Ukrainian anti-corruption activist, Kateryna Handziuk, dies from acid attack

     


The prominent Ukrainian anti-corruption activist Kateryna Handziuk died on Saturday, The New York Times reports, several months after she was attacked with a liter of concentrated sulfuric acid.

“Those who ordered the murder of Handziuk now watch how society reacts,” Mustafa Nayyem, a member of Parliament, said in a telephone interview. “Will we accept this murder, or will we fight?”

I met Kateryna in June 2017 while visiting Kherson, the region adjacent to Crimea, writes Vitaliy Shpak, Program Officer for Europe at the National Endowment for Democracy. At that point, she was serving as deputy mayor of the regional capital (population of about 300,000) and was one of those activists who had decided to go into government on the Euromaidan wave hoping to make a difference.

She talked about local political life and the region following the Euromaidan protests and annexation of Crimea. She argued that both the Ukrainian government and international organizations were not paying enough attention to vulnerable regions and warned that allies of the discredited pro-Russian former president Viktor Yanukovych and criminal groups still retained political power in Kherson.

Kateryna was very vocal about local corruption and Russian influence in the region. First, as an activist and active participant of both Maidans (2004, 2013), as volunteer mobilizing public support for internally displaced people leaving annexed Crimea, and later as a local councilor and deputy mayor of Kherson, she was involved in local politics and was only too well aware of entrenched interests.
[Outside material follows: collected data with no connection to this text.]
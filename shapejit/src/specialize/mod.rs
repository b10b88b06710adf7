//! Type specialization.
//!
//! Turns an untyped SSA function plus concrete argument types into a typed
//! SSA function, memoized per signature.
//!
//! # Cache protocol
//!
//! Every signature (function identity plus one type per formal slot, `None`
//! for slots left to their default) maps to at most one [`CacheEntry`]:
//!
//! ```text
//! absent ──reserve──▶ InProgress(id) ──finish──▶ Complete(fn)
//!                            └──────────fail────▶ Failed(err)
//! ```
//!
//! The id is allocated when the placeholder is inserted, so a recursive call
//! reaching the placeholder can already reference it. Such a call sees the
//! return type recorded so far; if no return has been typed yet the call is
//! a type error. Entries are never reopened.
//!
//! # Module Organization
//!
//! - `mod.rs`: cache, keys, the [`Specializer`] entry points
//! - `infer.rs`: statement and expression typing
//! - `tests.rs`: Tests

mod infer;
#[cfg(test)]
mod tests;

use crate::adverbs::AdverbCache;
use crate::config::JitConfig;
use crate::error::{JitError, JitResult};
use crate::ir::{
    block_returns, ActualArgs, Const, Expr, Stmt, TypedExpr, TypedFn, TypedFnId, UntypedFn,
};
use crate::linearize::{linearize, Bound, Callable, Linearized};
use crate::optimizer::OptimizationPipeline;
use crate::registry::Registry;
use crate::session::SessionStats;
use crate::ssa::verify_typed;
use crate::types::JitType;
use infer::FunctionState;
use log::debug;
use std::collections::HashMap;
use std::rc::Rc;

/// Monomorphization key
#[derive(Debug, Clone, PartialEq, Eq, Hash)]
pub struct SpecKey {
    pub func: String,
    /// One entry per formal slot; `None` where the default applies. A
    /// variadic formal adds a trailing tuple entry.
    pub slots: Vec<Option<JitType>>,
}

impl SpecKey {
    pub fn new(func: &str, lin: &Linearized<JitType>) -> Self {
        let mut slots: Vec<Option<JitType>> = lin
            .bound
            .iter()
            .map(|b| match b {
                Bound::Arg(ty) => Some(ty.clone()),
                Bound::Default(_) => None,
            })
            .collect();
        if lin.starargs.is_some() {
            slots.push(Some(JitType::Tuple(lin.extra.clone())));
        }
        Self {
            func: func.to_string(),
            slots,
        }
    }
}

/// State of one signature
#[derive(Debug, Clone)]
pub enum CacheEntry {
    InProgress(TypedFnId),
    Complete(Rc<TypedFn>),
    Failed(JitError),
}

/// Return types seen while a specialization is being built
#[derive(Debug, Default)]
struct Pending {
    return_type: Option<JitType>,
    observed: Vec<JitType>,
}

/// Monomorphization cache and the arena of published specializations
#[derive(Debug, Default)]
pub struct SpecializationCache {
    entries: HashMap<SpecKey, CacheEntry>,
    arena: Vec<Option<Rc<TypedFn>>>,
    pending: HashMap<TypedFnId, Pending>,
}

impl SpecializationCache {
    pub fn new() -> Self {
        Self::default()
    }

    pub fn entry(&self, key: &SpecKey) -> Option<&CacheEntry> {
        self.entries.get(key)
    }

    /// A published specialization
    pub fn get(&self, id: TypedFnId) -> JitResult<Rc<TypedFn>> {
        self.arena
            .get(id.0)
            .and_then(Option::clone)
            .ok_or_else(|| JitError::Eval(format!("specialization {id} is not available")))
    }

    /// Whether `id` may store into arrays; in-progress entries count as
    /// writing.
    pub fn writes_memory(&self, id: TypedFnId) -> bool {
        match self.arena.get(id.0) {
            Some(Some(f)) => f.writes_memory,
            _ => true,
        }
    }

    /// Number of completed specializations
    pub fn len(&self) -> usize {
        self.arena.iter().flatten().count()
    }

    pub fn is_empty(&self) -> bool {
        self.len() == 0
    }

    /// Completed specializations in id order
    pub fn iter(&self) -> impl Iterator<Item = &Rc<TypedFn>> {
        self.arena.iter().flatten()
    }

    fn reserve(&mut self, key: SpecKey) -> TypedFnId {
        let id = TypedFnId(self.arena.len());
        self.arena.push(None);
        self.pending.insert(id, Pending::default());
        self.entries.insert(key, CacheEntry::InProgress(id));
        id
    }

    fn finish(&mut self, key: SpecKey, function: Rc<TypedFn>) {
        let id = function.id;
        self.pending.remove(&id);
        self.arena[id.0] = Some(Rc::clone(&function));
        self.entries.insert(key, CacheEntry::Complete(function));
    }

    fn fail(&mut self, key: SpecKey, id: TypedFnId, err: JitError) {
        self.pending.remove(&id);
        self.entries.insert(key, CacheEntry::Failed(err));
    }

    /// Record a return type typed inside the in-progress function `id`
    fn note_return(&mut self, id: TypedFnId, ty: &JitType) -> JitResult<()> {
        if let Some(pending) = self.pending.get_mut(&id) {
            pending.return_type = Some(match &pending.return_type {
                Some(prev) => prev.combine(ty)?,
                None => ty.clone(),
            });
        }
        Ok(())
    }
}

/// What a call site needs to know about its target
#[derive(Debug, Clone)]
pub(crate) struct Resolved {
    pub id: TypedFnId,
    pub return_type: JitType,
    pub writes_memory: bool,
}

/// Borrowed view of the session state that specialization mutates.
pub struct Specializer<'a> {
    pub registry: &'a mut Registry,
    pub adverbs: &'a mut AdverbCache,
    pub cache: &'a mut SpecializationCache,
    pub config: &'a JitConfig,
    pub stats: &'a mut SessionStats,
}

impl std::fmt::Debug for Specializer<'_> {
    fn fmt(&self, f: &mut std::fmt::Formatter<'_>) -> std::fmt::Result {
        f.debug_struct("Specializer")
            .field("functions", &self.registry.len())
            .field("specializations", &self.cache.len())
            .finish()
    }
}

impl Specializer<'_> {
    /// Specialize `callable` for a call with arguments of the given types.
    pub fn specialize(
        &mut self,
        callable: Callable<JitType>,
        actuals: ActualArgs<JitType>,
    ) -> JitResult<Rc<TypedFn>> {
        let (untyped, lin) = linearize(self.registry, callable, actuals)?;
        let resolved = self.resolve(&untyped, lin, None)?;
        self.cache.get(resolved.id)
    }

    /// Look up or build the specialization for a linearized signature.
    ///
    /// `caller` is the in-progress function making the call, if any.
    pub(crate) fn resolve(
        &mut self,
        untyped: &Rc<UntypedFn>,
        lin: Linearized<JitType>,
        caller: Option<TypedFnId>,
    ) -> JitResult<Resolved> {
        let key = SpecKey::new(&untyped.name, &lin);
        match self.cache.entry(&key) {
            Some(CacheEntry::Complete(f)) => {
                debug!("specialize: cache hit for `{}`", f.name);
                self.stats.cache_hits += 1;
                return Ok(Resolved {
                    id: f.id,
                    return_type: f.return_type.clone(),
                    writes_memory: f.writes_memory,
                });
            }
            Some(CacheEntry::Failed(err)) => return Err(err.clone()),
            Some(CacheEntry::InProgress(id)) => {
                let id = *id;
                let pending = self.cache.pending.entry(id).or_default();
                let Some(ty) = pending.return_type.clone() else {
                    return Err(JitError::type_error(
                        format!(
                            "recursive call to `{}` before any of its returns has a type",
                            untyped.name
                        ),
                        &untyped.name,
                    ));
                };
                pending.observed.push(ty.clone());
                debug!("specialize: recursive call to in-progress {id} ({ty})");
                return Ok(Resolved {
                    id,
                    return_type: ty,
                    writes_memory: caller != Some(id),
                });
            }
            None => {}
        }

        let id = self.cache.reserve(key.clone());
        debug!(
            "specialize: building `{}` {id} for ({})",
            untyped.name,
            lin.names.join(", ")
        );
        match self.build(id, untyped, lin) {
            Ok(function) => {
                let function = Rc::new(function);
                self.stats.specializations_built += 1;
                let resolved = Resolved {
                    id,
                    return_type: function.return_type.clone(),
                    writes_memory: function.writes_memory,
                };
                self.cache.finish(key, function);
                Ok(resolved)
            }
            Err(err) => {
                debug!("specialize: `{}` {id} failed: {err}", untyped.name);
                self.stats.failed_specializations += 1;
                self.cache.fail(key, id, err.clone());
                Err(err)
            }
        }
    }

    fn build(
        &mut self,
        id: TypedFnId,
        untyped: &UntypedFn,
        lin: Linearized<JitType>,
    ) -> JitResult<TypedFn> {
        let mut state = FunctionState::new(id, &untyped.name);
        let mut body = Vec::new();
        let mut params = Vec::new();
        let mut input_types = Vec::new();

        for (name, bound) in lin.names.iter().zip(&lin.bound) {
            match bound {
                Bound::Arg(ty) => {
                    params.push(name.clone());
                    input_types.push(ty.clone());
                    state.bind(name, ty.clone());
                }
                Bound::Default(value) => {
                    state.bind(name, value.ty());
                    body.push(Stmt::assign(name.clone(), TypedExpr::constant(*value)));
                }
            }
        }
        if let Some(star) = &lin.starargs {
            let ty = JitType::Tuple(lin.extra.clone());
            params.push(star.clone());
            input_types.push(ty.clone());
            state.bind(star, ty);
        }

        let mut source = untyped.body.clone();
        if !block_returns(&source) {
            source.push(Stmt::Return(Expr::Const(Const::None)));
        }
        body.extend(self.type_block(&mut state, &source)?);

        let return_type = state.return_type()?;
        let observed = self
            .cache
            .pending
            .get(&id)
            .map(|p| p.observed.clone())
            .unwrap_or_default();
        if let Some(seen) = observed.iter().find(|t| **t != return_type) {
            return Err(JitError::type_error(
                format!("recursive call assumed return type {seen} but the function returns {return_type}"),
                &untyped.name,
            ));
        }
        infer::coerce_returns(&mut body, &return_type)?;

        let mut function = TypedFn {
            id,
            name: format!("{}_{}", untyped.name, id.0),
            untyped: untyped.name.clone(),
            params,
            input_types,
            type_env: state.type_env(),
            body,
            return_type,
            writes_memory: state.writes_memory,
        };

        if self.config.optimize {
            let changes = OptimizationPipeline::from_config(self.config).run(&mut function)?;
            self.stats.optimizer_changes += changes;
        }
        if self.config.verify_ssa {
            verify_typed(&function)?;
        }
        Ok(function)
    }
}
She was not reticent about articulating what she considered the greatest threats to a normal future for her country. Her Facebook page was always full of postings about the corruption of local police, Russian proxies in local politics, and attacks on other activists across the country. On July 15, Kateryna wrote about how slow and inefficient the investigation into the attack on her friend and journalist Serhiy Nikitenko was. Two weeks later, on July 31, she was attacked outside of her apartment building and doused with acid.

Kateryna was in hospital since the July attack suffering from burns covering 30 percent of her body. In September, Hromadske released a video in which Kateryna said: “I know I look bad. But still not as bad as current Ukrainian justice and rule of law. I’m getting treatment. But nobody is curing our justice system.”

The attack and her eventual death has mobilized civil society across the country. Thousands of people have shown up in front of the Interior Ministry demanding a proper investigation. In recent months, over 70 activists have been attacked, beaten up or shot, including several affiliated with NED grantees. The attacks, including the fatal assault on Kateryna, and lack of robust investigations are clear indications that despite progress, comprehensive and irreversible reforms have not taken place yet, particularly in judiciary and law enforcement.

Continuing impunity of corrupt officials and criminal elements undermine public faith in rule of law and, by extension, the government institutions and reform process as a whole. This is of crucial importance as Ukraine heads in to presidential and parliamentary elections in 2019, the campaigns for which have already de facto begun. Public discontent and anger create fertile ground for manipulation by nefarious political players and further stymie the country’s democratic progress.